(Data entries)
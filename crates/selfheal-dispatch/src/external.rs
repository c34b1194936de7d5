// Copyright (c) 2024-2026 Martin Schröder <info@swedishembedded.com>
//
// SPDX-License-Identifier: Apache-2.0
use std::path::PathBuf;

use serde_json::json;
use thiserror::Error;
use tracing::{debug, warn};

use selfheal_core::Submission;

/// Alternative to the in-process agent loop: hand the submission to a
/// subprocess that talks to a containerized agent and scrape its stdout for
/// artifact URLs.
pub struct ExternalAgentStrategy {
    script: PathBuf,
}

#[derive(Debug, Error)]
pub enum ExternalError {
    #[error("failed to spawn trigger script {path}: {source}")]
    Spawn {
        path: String,
        #[source]
        source: std::io::Error,
    },
    #[error("trigger script exited with status {status}: {stderr}")]
    NonZeroExit { status: i32, stderr: String },
}

/// Scraped artifacts from a completed external run.
#[derive(Debug, Default, Clone, PartialEq, Eq)]
pub struct ScrapedOutput {
    pub pr_url: Option<String>,
    pub pr_number: Option<u64>,
    pub branch: Option<String>,
}

impl ExternalAgentStrategy {
    pub fn new(script: PathBuf) -> Self {
        Self { script }
    }

    /// Serialize `submission` to the compact JSON object the script expects
    /// and invoke it, returning the raw stdout transcript on success.
    pub async fn run(&self, submission: &Submission) -> Result<(String, ScrapedOutput), ExternalError> {
        let payload = serialize_submission(submission);

        debug!(script = %self.script.display(), id = submission.id, "invoking external trigger script");

        let output = tokio::process::Command::new(&self.script)
            .arg(payload.to_string())
            .output()
            .await
            .map_err(|e| ExternalError::Spawn {
                path: self.script.display().to_string(),
                source: e,
            })?;

        let stdout = String::from_utf8_lossy(&output.stdout).into_owned();

        if !output.status.success() {
            let stderr = String::from_utf8_lossy(&output.stderr).into_owned();
            warn!(status = ?output.status.code(), "external trigger script failed");
            return Err(ExternalError::NonZeroExit {
                status: output.status.code().unwrap_or(-1),
                stderr,
            });
        }

        let scraped = scrape_output(&stdout);
        Ok((stdout, scraped))
    }
}

/// The compact JSON object passed as the script's sole argument.
/// Intentionally narrower than `Submission`'s own `Serialize` impl —
/// `submitter_email` is never handed to the external worker.
fn serialize_submission(submission: &Submission) -> serde_json::Value {
    json!({
        "id": submission.id,
        "title": submission.title,
        "description": submission.description,
        "type": submission.kind.as_str(),
        "url": submission.url,
        "consoleLogs": submission.console_logs,
    })
}

/// Line-by-line scan for the two documented output patterns. First match of
/// each kind wins.
fn scrape_output(stdout: &str) -> ScrapedOutput {
    let mut result = ScrapedOutput::default();

    for line in stdout.lines() {
        if result.pr_url.is_none() && line.contains("github.com") && line.contains("/pull/") {
            if let Some(url) = extract_pr_url(line) {
                if let Some(number) = extract_pr_number(&url) {
                    result.pr_number = Some(number);
                }
                result.pr_url = Some(url);
            }
        }

        if result.branch.is_none() {
            if let Some(rest) = line.trim().strip_prefix("Branch:") {
                result.branch = Some(rest.trim().to_string());
            } else if let Some(token) = find_branch_token(line) {
                result.branch = Some(token);
            }
        }
    }

    result
}

/// Pull the first `github.com/.../pull/N` substring out of a line, trimming
/// surrounding parens/brackets (`(https://...)`, `[https://...]`).
fn extract_pr_url(line: &str) -> Option<String> {
    let start = line.find("https://github.com").or_else(|| line.find("github.com"))?;
    let tail = &line[start..];
    let end = tail
        .find(|c: char| c.is_whitespace() || matches!(c, ')' | ']' | '>' | '"' | '\''))
        .unwrap_or(tail.len());
    let candidate = &tail[..end];
    if candidate.contains("/pull/") {
        Some(candidate.trim_matches(|c| matches!(c, '(' | '[' | '<')).to_string())
    } else {
        None
    }
}

fn extract_pr_number(url: &str) -> Option<u64> {
    let idx = url.find("/pull/")? + "/pull/".len();
    let digits: String = url[idx..].chars().take_while(|c| c.is_ascii_digit()).collect();
    digits.parse().ok()
}

/// A line beginning with `fix/` or `feature/` (ignoring leading whitespace)
/// names a branch directly.
fn find_branch_token(line: &str) -> Option<String> {
    let trimmed = line.trim();
    if trimmed.starts_with("fix/") || trimmed.starts_with("feature/") {
        let token = trimmed.split_whitespace().next()?;
        Some(token.to_string())
    } else {
        None
    }
}
// Copyright (c) 2024-2026 Martin Schröder <info@swedishembedded.com>
//
// SPDX-License-Identifier: MIT
mod dispatcher;
mod external;

pub use dispatcher::{BuildError, DispatchAcceptance, Dispatcher, IntakeError, RunResult};
pub use external::{ExternalAgentStrategy, ExternalError, ScrapedOutput};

▶ [Work to complete] Nothing may be omitted. Restate all of the entries exactly.

▶ [Solution to the exercise]
filename crates/selfheal-dispatch/src/external.rs
repository c34b1194936de7d5
// Copyright (c) 2024-2026 Martin Schröder <info@swedishembedded.com>
//
// SPDX-License-Identifier: Apache-2.0
use std::path::PathBuf;

use serde_json::json;
use thiserror::Error;
use tracing::{debug, warn};

use selfheal_core::Submission;

/// Alternative to the in-process agent loop: hand the submission to a
/// subprocess that talks to a containerized agent and scrape its stdout for
/// artifact URLs.
pub struct ExternalAgentStrategy {
    script: PathBuf,
}

#[derive(Debug, Error)]
pub enum ExternalError {
    #[error("failed to spawn trigger script {path}: {source}")]
    Spawn {
        path: String,
        #[source]
        source: std::io::Error,
    },
    #[error("trigger script exited with status {status}: {stderr}")]
    NonZeroExit { status: i32, stderr: String },
}

/// Scraped artifacts from a completed external run.
#[derive(Debug, Default, Clone, PartialEq, Eq)]
pub struct ScrapedOutput {
    pub pr_url: Option<String>,
    pub pr_number: Option<u64>,
    pub branch: Option<String>,
}

impl ExternalAgentStrategy {
    pub fn new(script: PathBuf) -> Self {
        Self { script }
    }

    /// Serialize `submission` to the compact JSON object the script expects
    /// and invoke it, returning the raw stdout transcript on success.
    pub async fn run(&self, submission: &Submission) -> Result<(String, ScrapedOutput), ExternalError> {
        let payload = serialize_submission(submission);

        debug!(script = %self.script.display(), id = submission.id, "invoking external trigger script");

        let output = tokio::process::Command::new(&self.script)
            .arg(payload.to_string())
            .output()
            .await
            .map_err(|e| ExternalError::Spawn {
                path: self.script.display().to_string(),
                source: e,
            })?;

        let stdout = String::from_utf8_lossy(&output.stdout).into_owned();

        if !output.status.success() {
            let stderr = String::from_utf8_lossy(&output.stderr).into_owned();
            warn!(status = ?output.status.code(), "external trigger script failed");
            return Err(ExternalError::NonZeroExit {
                status: output.status.code().unwrap_or(-1),
                stderr,
            });
        }

        let scraped = scrape_output(&stdout);
        Ok((stdout, scraped))
    }
}

/// The compact JSON object passed as the script's sole argument.
/// Intentionally narrower than `Submission`'s own `Serialize` impl —
/// `submitter_email` is never handed to the external worker.
fn serialize_submission(submission: &Submission) -> serde_json::Value {
    json!({
        "id": submission.id,
        "title": submission.title,
        "description": submission.description,
        "type": submission.kind.as_str(),
        "url": submission.url,
        "consoleLogs": submission.console_logs,
    })
}

/// Line-by-line scan for the two documented output patterns. First match of
/// each kind wins.
fn scrape_output(stdout: &str) -> ScrapedOutput {
    let mut result = ScrapedOutput::default();

    for line in stdout.lines() {
        if result.pr_url.is_none() && line.contains("github.com") && line.contains("/pull/") {
            if let Some(url) = extract_pr_url(line) {
                if let Some(number) = extract_pr_number(&url) {
                    result.pr_number = Some(number);
                }
                result.pr_url = Some(url);
            }
        }

        if result.branch.is_none() {
            if let Some(rest) = line.trim().strip_prefix("Branch:") {
                result.branch = Some(rest.trim().to_string());
            } else if let Some(token) = find_branch_token(line) {
                result.branch = Some(token);
            }
        }
    }

    result
}

/// Pull the first `github.com/.../pull/N` substring out of a line, trimming
/// surrounding parens/brackets (`(https://...)`, `[https://...]`).
fn extract_pr_url(line: &str) -> Option<String> {
    let start = line.find("https://github.com").or_else(|| line.find("github.com"))?;
    let tail = &line[start..];
    let end = tail
        .find(|c: char| c.is_whitespace() || matches!(c, ')' | ']' | '>' | '"' | '\''))
        .unwrap_or(tail.len());
    let candidate = &tail[..end];
    if candidate.contains("/pull/") {
        Some(candidate.trim_matches(|c| matches!(c, '(' | '[' | '<')).to_string())
    } else {
        None
    }
}

fn extract_pr_number(url: &str) -> Option<u64> {
    let idx = url.find("/pull/")? + "/pull/".len();
    let digits: String = url[idx..].chars().take_while(|c| c.is_ascii_digit()).collect();
    digits.parse().ok()
}

/// A line beginning with `fix/` or `feature/` (ignoring leading whitespace)
/// names a branch directly.
fn find_branch_token(line: &str) -> Option<String> {
    let trimmed = line.trim();
    if trimmed.starts_with("fix/") || trimmed.starts_with("feature/") {
        let token = trimmed.split_whitespace().next()?;
        Some(token.to_string())
    } else {
        None
    }
}
// Copyright (c) 2024-2026 Martin Schröder <info@swedishembedded.com>
//
// SPDX-License-Identifier: MIT
mod dispatcher;
mod external;

pub use dispatcher::{BuildError, DispatchAcceptance, Dispatcher, IntakeError, RunResult};
pub use external::{ExternalAgentStrategy, ExternalError, ScrapedOutput};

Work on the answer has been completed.